Smoke spread so fast at Japanese animation firm victims couldn't open rooftop door

Nearly all the victims of the fire at Kyoto Animation perished from carbon monoxide poisoning. PHOTO: AFP

KYOTO (REUTERS) - Smoke spread so fast through the Japanese animation company hit by an arson attack last week that a majority of victims who had tried to flee through a rooftop door were unable to open it before perishing, Japanese media said on Monday (July 22).

The attack at Kyoto Animation last Thursday, in which a man shouting "Die!" poured a bucket of gasoline at the entrance to the building and lit it, took 34 lives and ranks as one of the worst mass killings in Japan in decades.

Of those who died, 19 were found piled on top of each other on a stairway between the third floor and a door to the roof, with some early reports suggesting it could not be opened from the inside.

But police quoted by NHK national television on Monday said investigations had shown that while the door could be opened from the inside, smoke from the blaze had apparently spread so fast that the victims were overcome before being able to do so.

Experts said that a spiral staircase near where suspect Shinji Aoba, 41, allegedly lit the fire acted as a chimney to funnel the smoke upwards through all three storeys of the building.
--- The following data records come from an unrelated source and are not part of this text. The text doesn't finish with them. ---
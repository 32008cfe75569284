//! Tracker lifecycle commands

use anyhow::{bail, Result};
use chrono::Utc;
use colored::Colorize;
use serde::Deserialize;
use tabled::Tabled;

use crate::client::{AddTrackerRequest, ApiClient, MoveRequest, Summary, TrackerView, UrlRequest};
use crate::output::{
    color_phase, format_confidence, format_countdown, format_score, print_info, print_json,
    print_success, print_warning, OutputFormat,
};

/// Row for the tracker list
#[derive(Tabled)]
struct TrackerRow {
    #[tabled(rename = "#")]
    position: usize,
    #[tabled(rename = "URL")]
    url: String,
    #[tabled(rename = "Status")]
    status: String,
    #[tabled(rename = "Next")]
    next: String,
    #[tabled(rename = "Mobile")]
    mobile: String,
    #[tabled(rename = "Desktop")]
    desktop: String,
    #[tabled(rename = "Error")]
    error: String,
}

/// Counters returned by the bulk endpoints
#[derive(Debug, Deserialize)]
struct BulkCount {
    #[serde(alias = "started", alias = "stopped", alias = "removed")]
    count: usize,
}

fn summary_cell(summary: Option<&Summary>) -> String {
    match summary {
        Some(s) => format!(
            "{} ({}, n={})",
            format_score(Some(s.mean_score)),
            format_confidence(s.ci95_half_width),
            s.samples
        ),
        None => "--".to_string(),
    }
}

fn status_cell(view: &TrackerView) -> String {
    let phase = match view.active_strategy.as_deref() {
        Some(strategy) if view.in_flight => format!("{} ({})", view.phase, strategy),
        _ => view.phase.clone(),
    };
    let mut cell = color_phase(&phase);
    if let Some(reason) = &view.pause_reason {
        cell.push_str(&format!(" [{}]", reason));
    }
    cell
}

fn url_cell(view: &TrackerView) -> String {
    match &view.label {
        Some(label) => format!("{}\n{}", label.bold(), view.url),
        None => view.url.clone(),
    }
}

fn print_view(view: &TrackerView, format: OutputFormat) {
    match format {
        OutputFormat::Json => print_json(view),
        OutputFormat::Table => {
            println!("URL:      {}", view.url.cyan());
            if let Some(label) = &view.label {
                println!("Label:    {}", label);
            }
            println!("Status:   {}", status_cell(view));
            println!(
                "Next run: {}",
                format_countdown(view.next_run_at, Utc::now())
            );
            println!("Mobile:   {}", summary_cell(view.mobile.as_ref()));
            println!("Desktop:  {}", summary_cell(view.desktop.as_ref()));
            if let Some(error) = &view.last_error {
                println!("Error:    {}", error.red());
            }
        }
    }
}

/// List tracked URLs in display order
pub async fn list(client: &ApiClient, format: OutputFormat) -> Result<()> {
    let views: Vec<TrackerView> = client.get("api/trackers").await?;

    match format {
        OutputFormat::Json => print_json(&views),
        OutputFormat::Table => {
            if views.is_empty() {
                print_warning("No URLs are being tracked");
                return Ok(());
            }

            let now = Utc::now();
            let rows: Vec<TrackerRow> = views
                .iter()
                .enumerate()
                .map(|(i, v)| TrackerRow {
                    position: i,
                    url: url_cell(v),
                    status: status_cell(v),
                    next: format_countdown(v.next_run_at, now),
                    mobile: summary_cell(v.mobile.as_ref()),
                    desktop: summary_cell(v.desktop.as_ref()),
                    error: v.last_error.clone().unwrap_or_default(),
                })
                .collect();

            let table = tabled::Table::new(rows)
                .with(tabled::settings::Style::rounded())
                .to_string();
            println!("{}", table);

            let running = views.iter().filter(|v| v.running).count();
            println!("\nTotal: {} URLs ({} running)", views.len(), running);
        }
    }

    Ok(())
}

/// Add a URL; the daemon starts it immediately
pub async fn add(
    client: &ApiClient,
    url: &str,
    label: Option<String>,
    format: OutputFormat,
) -> Result<()> {
    let request = AddTrackerRequest {
        url: url.to_string(),
        label,
    };
    let view: TrackerView = client.post("api/trackers", &request).await?;

    if format == OutputFormat::Table {
        print_success(&format!("Tracking {}", view.url));
    }
    print_view(&view, format);
    Ok(())
}

async fn url_command(
    client: &ApiClient,
    path: &str,
    url: &str,
    done: &str,
    format: OutputFormat,
) -> Result<()> {
    let request = UrlRequest {
        url: url.to_string(),
    };
    let view: TrackerView = client.post(path, &request).await?;

    if format == OutputFormat::Table {
        print_success(&format!("{} {}", done, view.url));
    }
    print_view(&view, format);
    Ok(())
}

pub async fn start(client: &ApiClient, url: &str, format: OutputFormat) -> Result<()> {
    url_command(client, "api/trackers/start", url, "Started", format).await
}

pub async fn stop(client: &ApiClient, url: &str, format: OutputFormat) -> Result<()> {
    url_command(client, "api/trackers/stop", url, "Stopped", format).await
}

/// Run a cycle now and keep the tracker running
pub async fn run(client: &ApiClient, url: &str, format: OutputFormat) -> Result<()> {
    url_command(client, "api/trackers/run", url, "Triggered", format).await
}

pub async fn remove(client: &ApiClient, url: &str) -> Result<()> {
    client.delete("api/trackers", &[("url", url)]).await?;
    print_success(&format!("Removed {}", url));
    Ok(())
}

pub async fn start_all(client: &ApiClient) -> Result<()> {
    let result: BulkCount = client
        .post("api/trackers/start-all", &serde_json::json!({}))
        .await?;
    print_success(&format!("Started {} trackers", result.count));
    Ok(())
}

pub async fn stop_all(client: &ApiClient) -> Result<()> {
    let result: BulkCount = client
        .post("api/trackers/stop-all", &serde_json::json!({}))
        .await?;
    print_success(&format!("Stopped {} trackers", result.count));
    Ok(())
}

/// Remove every tracker and its samples
pub async fn clear(client: &ApiClient, yes: bool) -> Result<()> {
    if !yes {
        bail!("Refusing to clear all trackers without --yes");
    }
    client.delete("api/trackers/all", &[]).await?;
    print_success("Cleared all trackers");
    Ok(())
}

/// Move a URL to a new position in the display order
pub async fn move_to(client: &ApiClient, url: &str, index: usize, format: OutputFormat) -> Result<()> {
    let request = MoveRequest {
        url: url.to_string(),
        index,
    };
    let order: Vec<String> = client.post("api/trackers/move", &request).await?;

    match format {
        OutputFormat::Json => print_json(&order),
        OutputFormat::Table => {
            print_info("New order:");
            for (i, url) in order.iter().enumerate() {
                println!("  {}. {}", i, url);
            }
        }
    }
    Ok(())
}

#[cfg(test)]
mod tests {
    use super::*;

    fn view(phase: &str) -> TrackerView {
        TrackerView {
            url: "https://a.test/".into(),
            label: None,
            running: true,
            in_flight: false,
            phase: phase.into(),
            active_strategy: None,
            next_run_at: None,
            last_error: None,
            pause_reason: None,
            auto_pause_armed: true,
            mobile: None,
            desktop: None,
        }
    }

    #[test]
    fn test_status_shows_active_strategy_while_in_flight() {
        colored::control::set_override(false);
        let mut v = view("awaiting-google");
        v.in_flight = true;
        v.active_strategy = Some("both".into());
        assert_eq!(status_cell(&v), "awaiting-google (both)");
    }

    #[test]
    fn test_status_shows_pause_reason() {
        colored::control::set_override(false);
        let mut v = view("paused");
        v.running = false;
        v.pause_reason = Some("stat-sig-1".into());
        assert_eq!(status_cell(&v), "paused [stat-sig-1]");
    }

    #[test]
    fn test_summary_cell() {
        assert_eq!(summary_cell(None), "--");
    }

    #[test]
    fn test_bulk_count_accepts_each_key() {
        for body in [r#"{"started":2}"#, r#"{"stopped":2}"#, r#"{"removed":2}"#] {
            let parsed: BulkCount = serde_json::from_str(body).unwrap();
            assert_eq!(parsed.count, 2);
        }
    }
}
Survivors have described a "dark mushroom cloud" of smoke pouring up the staircase.

"I heard voices arguing on the first floor, then within 15 seconds black smoke welled up from the staircase," one survivor was quoted as telling NHK.

Police quoted by NHK said a second set of stairs, on which many of the victims were found, also may have had a similar effect, meaning that the victims were rapidly overcome by smoke.
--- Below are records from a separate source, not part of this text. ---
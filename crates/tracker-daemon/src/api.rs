//! HTTP API: tracker commands, status, health checks and Prometheus metrics

use axum::{
    extract::{Query, State},
    http::StatusCode,
    response::{IntoResponse, Response},
    routing::{delete, get, post, put},
    Json, Router,
};
use prometheus::{Encoder, TextEncoder};
use serde::{Deserialize, Serialize};
use serde_json::json;
use std::sync::Arc;
use tracing::{info, warn};
use tracker_core::{
    health::{ComponentStatus, HealthRegistry},
    observability::TrackerMetrics,
    report::ComparisonReport,
    tracker::{Scheduler, SchedulerError, Settings, SortState, TrackerView},
};

/// Shared application state
#[derive(Clone)]
pub struct AppState {
    pub scheduler: Scheduler,
    pub health_registry: HealthRegistry,
    pub metrics: TrackerMetrics,
}

impl AppState {
    pub fn new(scheduler: Scheduler, health_registry: HealthRegistry, metrics: TrackerMetrics) -> Self {
        Self {
            scheduler,
            health_registry,
            metrics,
        }
    }
}

/// Scheduler errors rendered as `{ "error": "..." }`
#[derive(Debug)]
pub struct ApiError(SchedulerError);

impl From<SchedulerError> for ApiError {
    fn from(err: SchedulerError) -> Self {
        Self(err)
    }
}

impl IntoResponse for ApiError {
    fn into_response(self) -> Response {
        let status = match &self.0 {
            SchedulerError::NotFound(_) => StatusCode::NOT_FOUND,
            SchedulerError::AlreadyTracked(_) => StatusCode::CONFLICT,
            SchedulerError::InvalidUrl(_)
            | SchedulerError::InvalidInterval(_)
            | SchedulerError::MissingApiKey
            | SchedulerError::InvalidBaseline(_) => StatusCode::BAD_REQUEST,
        };
        (status, Json(json!({ "error": self.0.to_string() }))).into_response()
    }
}

type ApiResult<T> = Result<T, ApiError>;

#[derive(Debug, Deserialize)]
pub struct AddTrackerRequest {
    pub url: String,
    #[serde(default)]
    pub label: Option<String>,
}

#[derive(Debug, Deserialize)]
pub struct UrlRequest {
    pub url: String,
}

#[derive(Debug, Deserialize)]
pub struct MoveRequest {
    pub url: String,
    pub index: usize,
}

#[derive(Debug, Deserialize)]
pub struct BaselineRequest {
    #[serde(default)]
    pub url: Option<String>,
}

/// Settings as reported back; the key itself is never echoed
#[derive(Debug, Serialize, Deserialize)]
pub struct SettingsResponse {
    pub api_key_set: bool,
    pub poll_interval_secs: u64,
}

impl From<&Settings> for SettingsResponse {
    fn from(settings: &Settings) -> Self {
        Self {
            api_key_set: settings.has_api_key(),
            poll_interval_secs: settings.poll_interval_secs,
        }
    }
}

/// Health check response - returns 200 if healthy, 503 if unhealthy
async fn healthz(State(state): State<Arc<AppState>>) -> impl IntoResponse {
    let health = state.health_registry.health().await;

    let status_code = match health.status {
        ComponentStatus::Healthy => StatusCode::OK,
        ComponentStatus::Degraded => StatusCode::OK, // Still operational
        ComponentStatus::Unhealthy => StatusCode::SERVICE_UNAVAILABLE,
    };

    (status_code, Json(health))
}

/// Readiness check response - returns 200 if ready, 503 if not ready
async fn readyz(State(state): State<Arc<AppState>>) -> impl IntoResponse {
    let readiness = state.health_registry.readiness().await;

    let status_code = if readiness.ready {
        StatusCode::OK
    } else {
        StatusCode::SERVICE_UNAVAILABLE
    };

    (status_code, Json(readiness))
}

/// Prometheus metrics endpoint
async fn metrics() -> Response {
    let encoder = TextEncoder::new();
    let metric_families = prometheus::gather();
    let mut buffer = Vec::new();

    if let Err(e) = encoder.encode(&metric_families, &mut buffer) {
        warn!(error = %e, "Failed to encode metrics");
        return StatusCode::INTERNAL_SERVER_ERROR.into_response();
    }

    (
        StatusCode::OK,
        [("content-type", "text/plain; charset=utf-8")],
        buffer,
    )
        .into_response()
}

async fn list_trackers(State(state): State<Arc<AppState>>) -> Json<Vec<TrackerView>> {
    Json(state.scheduler.views().await)
}

/// Add a URL and run its first cycle right away
async fn add_tracker(
    State(state): State<Arc<AppState>>,
    Json(request): Json<AddTrackerRequest>,
) -> ApiResult<(StatusCode, Json<TrackerView>)> {
    let view = state
        .scheduler
        .add_tracker(&request.url, request.label)
        .await?;
    let view = state.scheduler.start(&view.url, true).await?;
    Ok((StatusCode::CREATED, Json(view)))
}

async fn remove_tracker(
    State(state): State<Arc<AppState>>,
    Query(request): Query<UrlRequest>,
) -> ApiResult<StatusCode> {
    state.scheduler.remove_tracker(&request.url).await?;
    Ok(StatusCode::NO_CONTENT)
}

async fn start_tracker(
    State(state): State<Arc<AppState>>,
    Json(request): Json<UrlRequest>,
) -> ApiResult<Json<TrackerView>> {
    Ok(Json(state.scheduler.start(&request.url, false).await?))
}

async fn stop_tracker(
    State(state): State<Arc<AppState>>,
    Json(request): Json<UrlRequest>,
) -> ApiResult<Json<TrackerView>> {
    Ok(Json(state.scheduler.stop(&request.url).await?))
}

async fn run_tracker(
    State(state): State<Arc<AppState>>,
    Json(request): Json<UrlRequest>,
) -> ApiResult<Json<TrackerView>> {
    Ok(Json(state.scheduler.trigger_now(&request.url).await?))
}

async fn move_tracker(
    State(state): State<Arc<AppState>>,
    Json(request): Json<MoveRequest>,
) -> ApiResult<Json<Vec<String>>> {
    Ok(Json(
        state
            .scheduler
            .move_tracker(&request.url, request.index)
            .await?,
    ))
}

async fn start_all(State(state): State<Arc<AppState>>) -> ApiResult<Json<serde_json::Value>> {
    let started = state.scheduler.start_all().await?;
    Ok(Json(json!({ "started": started })))
}

async fn stop_all(State(state): State<Arc<AppState>>) -> Json<serde_json::Value> {
    let stopped = state.scheduler.stop_all().await;
    Json(json!({ "stopped": stopped }))
}

async fn clear_all(State(state): State<Arc<AppState>>) -> Json<serde_json::Value> {
    let removed = state.scheduler.clear_all().await;
    Json(json!({ "removed": removed }))
}

async fn get_settings(State(state): State<Arc<AppState>>) -> Json<SettingsResponse> {
    let settings = state.scheduler.settings().await;
    Json(SettingsResponse::from(&settings))
}

async fn put_settings(
    State(state): State<Arc<AppState>>,
    Json(settings): Json<Settings>,
) -> ApiResult<Json<SettingsResponse>> {
    let settings = state.scheduler.update_settings(settings).await?;
    info!(
        poll_interval_secs = settings.poll_interval_secs,
        "Settings updated"
    );
    Ok(Json(SettingsResponse::from(&settings)))
}

async fn put_baseline(
    State(state): State<Arc<AppState>>,
    Json(request): Json<BaselineRequest>,
) -> ApiResult<Json<serde_json::Value>> {
    let baseline = state
        .scheduler
        .set_baseline(request.url.as_deref())
        .await?;
    Ok(Json(json!({ "baseline": baseline })))
}

async fn put_sort(
    State(state): State<Arc<AppState>>,
    Json(sort): Json<SortState>,
) -> Json<SortState> {
    state.scheduler.set_sort(sort).await;
    Json(sort)
}

async fn report(State(state): State<Arc<AppState>>) -> Json<ComparisonReport> {
    Json(state.scheduler.report().await)
}

/// Create the API router
pub fn create_router(state: Arc<AppState>) -> Router {
    Router::new()
        .route("/healthz", get(healthz))
        .route("/readyz", get(readyz))
        .route("/metrics", get(metrics))
        .route(
            "/api/trackers",
            get(list_trackers).post(add_tracker).delete(remove_tracker),
        )
        .route("/api/trackers/start", post(start_tracker))
        .route("/api/trackers/stop", post(stop_tracker))
        .route("/api/trackers/run", post(run_tracker))
        .route("/api/trackers/move", post(move_tracker))
        .route("/api/trackers/start-all", post(start_all))
        .route("/api/trackers/stop-all", post(stop_all))
        .route("/api/trackers/all", delete(clear_all))
        .route("/api/settings", get(get_settings).put(put_settings))
        .route("/api/baseline", put(put_baseline))
        .route("/api/sort", put(put_sort))
        .route("/api/report", get(report))
        .with_state(state)
}

/// Start the API server, shutting down gracefully when `shutdown` resolves
pub async fn serve(
    port: u16,
    state: Arc<AppState>,
    shutdown: impl std::future::Future<Output = ()> + Send + 'static,
) -> anyhow::Result<()> {
    let app = create_router(state);

    let addr = format!("0.0.0.0:{}", port);
    info!(addr = %addr, "Starting API server");

    let listener = tokio::net::TcpListener::bind(&addr).await?;
    axum::serve(listener, app)
        .with_graceful_shutdown(shutdown)
        .await?;

    Ok(())
}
Nearly all perished from carbon monoxide poisoning.

The company late on Sunday issued a statement saying that the tragedy had left them at a loss.

"All of these people were our talented, precious colleagues. Both for us here as well as the animation industry as a whole, this is a huge blow," the statement added.

Late on Saturday, police issued an arrest warrant for Aoba, a loner from a city near Tokyo who is in hospital with serious burns. Police plan to arrest him once he recovers.